**Exercise objective**
How many lines in the data below contain the string "args"? State that number only.
::: Material provided
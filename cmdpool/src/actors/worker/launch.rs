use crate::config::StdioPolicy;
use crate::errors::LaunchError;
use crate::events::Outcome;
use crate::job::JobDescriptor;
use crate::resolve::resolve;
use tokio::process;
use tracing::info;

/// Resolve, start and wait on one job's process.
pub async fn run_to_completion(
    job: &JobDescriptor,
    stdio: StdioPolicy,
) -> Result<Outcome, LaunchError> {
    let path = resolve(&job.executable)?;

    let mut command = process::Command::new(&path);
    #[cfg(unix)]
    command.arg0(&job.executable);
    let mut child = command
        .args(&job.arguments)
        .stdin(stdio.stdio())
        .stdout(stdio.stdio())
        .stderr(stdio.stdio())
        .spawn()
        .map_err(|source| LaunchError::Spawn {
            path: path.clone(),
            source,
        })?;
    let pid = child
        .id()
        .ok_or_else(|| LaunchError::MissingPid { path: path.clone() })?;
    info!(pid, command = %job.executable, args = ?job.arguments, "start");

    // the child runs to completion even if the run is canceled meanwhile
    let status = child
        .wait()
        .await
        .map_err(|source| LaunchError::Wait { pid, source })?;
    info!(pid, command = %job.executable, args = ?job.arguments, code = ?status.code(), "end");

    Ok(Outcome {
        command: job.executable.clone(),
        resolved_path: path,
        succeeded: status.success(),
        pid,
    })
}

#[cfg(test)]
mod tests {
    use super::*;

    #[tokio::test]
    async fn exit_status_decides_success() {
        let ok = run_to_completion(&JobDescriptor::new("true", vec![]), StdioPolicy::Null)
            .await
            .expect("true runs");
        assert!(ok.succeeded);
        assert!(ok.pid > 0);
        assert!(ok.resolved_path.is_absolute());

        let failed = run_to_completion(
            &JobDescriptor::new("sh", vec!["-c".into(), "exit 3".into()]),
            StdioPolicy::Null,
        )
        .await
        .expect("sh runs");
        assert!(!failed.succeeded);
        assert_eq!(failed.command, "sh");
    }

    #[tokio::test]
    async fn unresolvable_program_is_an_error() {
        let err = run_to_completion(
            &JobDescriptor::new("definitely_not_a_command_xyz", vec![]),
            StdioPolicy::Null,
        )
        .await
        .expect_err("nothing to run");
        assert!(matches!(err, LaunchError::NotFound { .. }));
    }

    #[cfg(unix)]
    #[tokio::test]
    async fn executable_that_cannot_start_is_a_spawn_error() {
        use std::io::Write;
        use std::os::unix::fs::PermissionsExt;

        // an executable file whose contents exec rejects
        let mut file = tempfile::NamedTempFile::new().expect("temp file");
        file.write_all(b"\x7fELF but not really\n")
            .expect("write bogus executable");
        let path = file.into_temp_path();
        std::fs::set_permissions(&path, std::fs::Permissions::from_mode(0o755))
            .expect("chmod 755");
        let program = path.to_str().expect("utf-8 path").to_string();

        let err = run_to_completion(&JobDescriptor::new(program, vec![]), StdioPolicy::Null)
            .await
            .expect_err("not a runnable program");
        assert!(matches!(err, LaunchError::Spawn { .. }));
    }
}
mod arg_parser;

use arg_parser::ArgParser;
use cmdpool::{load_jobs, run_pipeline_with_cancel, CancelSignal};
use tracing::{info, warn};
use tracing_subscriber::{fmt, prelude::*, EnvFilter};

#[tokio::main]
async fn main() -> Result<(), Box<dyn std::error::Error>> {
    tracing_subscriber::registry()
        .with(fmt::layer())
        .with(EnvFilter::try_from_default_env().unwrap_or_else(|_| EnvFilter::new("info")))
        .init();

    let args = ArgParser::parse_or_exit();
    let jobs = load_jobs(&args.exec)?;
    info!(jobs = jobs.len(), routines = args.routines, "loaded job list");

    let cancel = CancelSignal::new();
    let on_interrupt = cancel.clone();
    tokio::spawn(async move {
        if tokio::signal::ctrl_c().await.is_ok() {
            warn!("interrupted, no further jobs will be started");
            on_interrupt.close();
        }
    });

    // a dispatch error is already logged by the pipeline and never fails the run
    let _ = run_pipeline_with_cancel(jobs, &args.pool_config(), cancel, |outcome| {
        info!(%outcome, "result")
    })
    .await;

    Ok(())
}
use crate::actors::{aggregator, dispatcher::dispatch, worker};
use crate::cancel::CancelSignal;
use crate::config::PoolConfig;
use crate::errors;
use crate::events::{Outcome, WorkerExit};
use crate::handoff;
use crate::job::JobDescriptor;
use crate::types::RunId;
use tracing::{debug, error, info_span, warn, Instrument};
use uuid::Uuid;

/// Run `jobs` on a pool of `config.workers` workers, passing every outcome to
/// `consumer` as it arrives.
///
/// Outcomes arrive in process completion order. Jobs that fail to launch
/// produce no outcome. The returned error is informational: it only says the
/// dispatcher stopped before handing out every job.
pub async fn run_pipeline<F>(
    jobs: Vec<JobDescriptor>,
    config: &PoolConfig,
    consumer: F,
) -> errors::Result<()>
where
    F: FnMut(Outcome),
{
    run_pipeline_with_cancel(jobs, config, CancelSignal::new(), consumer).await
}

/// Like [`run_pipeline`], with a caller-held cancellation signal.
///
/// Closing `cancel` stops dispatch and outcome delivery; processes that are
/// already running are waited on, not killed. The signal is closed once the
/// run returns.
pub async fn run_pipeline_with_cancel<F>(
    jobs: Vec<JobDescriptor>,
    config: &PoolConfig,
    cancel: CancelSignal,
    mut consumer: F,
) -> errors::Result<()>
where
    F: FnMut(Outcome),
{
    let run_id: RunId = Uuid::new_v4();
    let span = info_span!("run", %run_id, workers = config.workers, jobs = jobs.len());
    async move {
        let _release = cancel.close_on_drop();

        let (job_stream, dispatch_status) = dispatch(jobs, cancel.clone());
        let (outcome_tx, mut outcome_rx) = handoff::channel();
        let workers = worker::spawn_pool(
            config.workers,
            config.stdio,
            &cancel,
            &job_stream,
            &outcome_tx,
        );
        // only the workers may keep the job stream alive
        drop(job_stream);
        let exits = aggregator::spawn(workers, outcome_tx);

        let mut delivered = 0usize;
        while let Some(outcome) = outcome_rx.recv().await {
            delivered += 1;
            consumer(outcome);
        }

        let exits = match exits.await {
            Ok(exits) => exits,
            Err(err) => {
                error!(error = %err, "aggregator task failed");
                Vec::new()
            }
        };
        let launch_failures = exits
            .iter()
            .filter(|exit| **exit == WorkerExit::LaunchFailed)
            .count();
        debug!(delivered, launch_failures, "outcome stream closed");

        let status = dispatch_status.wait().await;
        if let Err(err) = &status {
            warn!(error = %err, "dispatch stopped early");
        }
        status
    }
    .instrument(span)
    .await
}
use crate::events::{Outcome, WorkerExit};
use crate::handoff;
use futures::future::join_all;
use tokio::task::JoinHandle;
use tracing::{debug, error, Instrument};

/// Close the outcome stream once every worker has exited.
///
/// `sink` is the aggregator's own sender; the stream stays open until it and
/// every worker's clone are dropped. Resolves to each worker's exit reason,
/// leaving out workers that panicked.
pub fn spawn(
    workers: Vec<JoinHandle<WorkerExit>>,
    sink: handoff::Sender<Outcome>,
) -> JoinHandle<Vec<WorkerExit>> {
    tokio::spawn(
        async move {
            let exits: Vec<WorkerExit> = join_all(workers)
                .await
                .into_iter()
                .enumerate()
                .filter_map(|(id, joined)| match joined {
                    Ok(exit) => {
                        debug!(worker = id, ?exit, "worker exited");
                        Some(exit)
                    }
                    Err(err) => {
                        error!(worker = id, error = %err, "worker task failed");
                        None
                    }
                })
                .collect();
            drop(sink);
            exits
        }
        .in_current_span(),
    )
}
::::::
::: Material provided
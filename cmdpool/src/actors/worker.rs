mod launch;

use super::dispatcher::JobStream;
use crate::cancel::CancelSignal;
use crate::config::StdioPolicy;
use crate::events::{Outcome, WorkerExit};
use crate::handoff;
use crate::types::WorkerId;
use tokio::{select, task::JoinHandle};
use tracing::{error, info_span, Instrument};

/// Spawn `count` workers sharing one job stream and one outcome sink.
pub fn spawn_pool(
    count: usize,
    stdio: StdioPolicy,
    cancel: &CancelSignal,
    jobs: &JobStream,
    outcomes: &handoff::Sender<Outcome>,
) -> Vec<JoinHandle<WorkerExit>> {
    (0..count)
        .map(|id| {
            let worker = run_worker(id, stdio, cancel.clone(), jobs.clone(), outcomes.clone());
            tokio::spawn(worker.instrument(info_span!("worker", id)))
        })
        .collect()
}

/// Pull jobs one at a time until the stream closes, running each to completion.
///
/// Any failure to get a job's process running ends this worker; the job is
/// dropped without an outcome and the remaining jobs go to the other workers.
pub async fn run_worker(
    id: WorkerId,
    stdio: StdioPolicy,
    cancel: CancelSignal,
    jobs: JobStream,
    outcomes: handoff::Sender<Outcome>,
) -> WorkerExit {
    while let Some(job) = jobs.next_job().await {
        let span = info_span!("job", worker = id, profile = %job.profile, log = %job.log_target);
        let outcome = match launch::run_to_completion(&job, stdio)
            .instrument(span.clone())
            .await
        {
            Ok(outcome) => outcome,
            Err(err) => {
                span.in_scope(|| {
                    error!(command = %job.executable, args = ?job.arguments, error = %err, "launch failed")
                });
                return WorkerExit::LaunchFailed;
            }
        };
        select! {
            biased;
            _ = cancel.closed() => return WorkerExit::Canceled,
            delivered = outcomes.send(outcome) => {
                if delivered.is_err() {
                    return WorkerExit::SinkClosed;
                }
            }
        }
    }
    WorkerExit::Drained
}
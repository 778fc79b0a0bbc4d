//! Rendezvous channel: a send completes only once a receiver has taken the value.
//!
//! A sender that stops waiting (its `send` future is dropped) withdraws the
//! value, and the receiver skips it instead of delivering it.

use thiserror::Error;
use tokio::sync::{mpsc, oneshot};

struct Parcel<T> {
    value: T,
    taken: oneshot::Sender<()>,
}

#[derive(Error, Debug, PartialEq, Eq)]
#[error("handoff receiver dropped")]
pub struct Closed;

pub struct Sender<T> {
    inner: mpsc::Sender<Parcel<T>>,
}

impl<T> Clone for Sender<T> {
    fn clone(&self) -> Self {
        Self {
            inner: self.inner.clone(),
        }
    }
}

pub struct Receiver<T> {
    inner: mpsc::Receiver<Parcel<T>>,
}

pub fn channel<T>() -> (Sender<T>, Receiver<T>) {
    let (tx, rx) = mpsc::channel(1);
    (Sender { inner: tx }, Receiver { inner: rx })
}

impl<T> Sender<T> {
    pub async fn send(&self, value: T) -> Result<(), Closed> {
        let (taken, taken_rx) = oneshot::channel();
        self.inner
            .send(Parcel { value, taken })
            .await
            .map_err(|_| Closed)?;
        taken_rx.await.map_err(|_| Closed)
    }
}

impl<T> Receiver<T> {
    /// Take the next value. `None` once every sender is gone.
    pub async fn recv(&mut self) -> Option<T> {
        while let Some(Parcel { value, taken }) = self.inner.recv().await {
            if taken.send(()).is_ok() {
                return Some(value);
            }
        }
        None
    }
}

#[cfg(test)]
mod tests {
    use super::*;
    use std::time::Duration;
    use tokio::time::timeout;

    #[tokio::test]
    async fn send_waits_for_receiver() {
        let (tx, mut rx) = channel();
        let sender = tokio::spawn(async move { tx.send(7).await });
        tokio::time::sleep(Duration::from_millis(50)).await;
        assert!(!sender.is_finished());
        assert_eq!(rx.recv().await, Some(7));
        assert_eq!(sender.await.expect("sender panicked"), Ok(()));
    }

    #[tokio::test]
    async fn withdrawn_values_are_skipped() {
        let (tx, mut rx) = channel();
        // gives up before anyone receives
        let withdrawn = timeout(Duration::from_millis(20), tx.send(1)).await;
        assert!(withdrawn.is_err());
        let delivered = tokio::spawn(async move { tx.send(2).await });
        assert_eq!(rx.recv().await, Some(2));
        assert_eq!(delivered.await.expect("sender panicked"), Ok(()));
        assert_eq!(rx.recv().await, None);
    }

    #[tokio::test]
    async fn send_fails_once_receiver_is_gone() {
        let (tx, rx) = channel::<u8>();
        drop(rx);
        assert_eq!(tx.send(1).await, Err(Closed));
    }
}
::::::
**Written solution**
8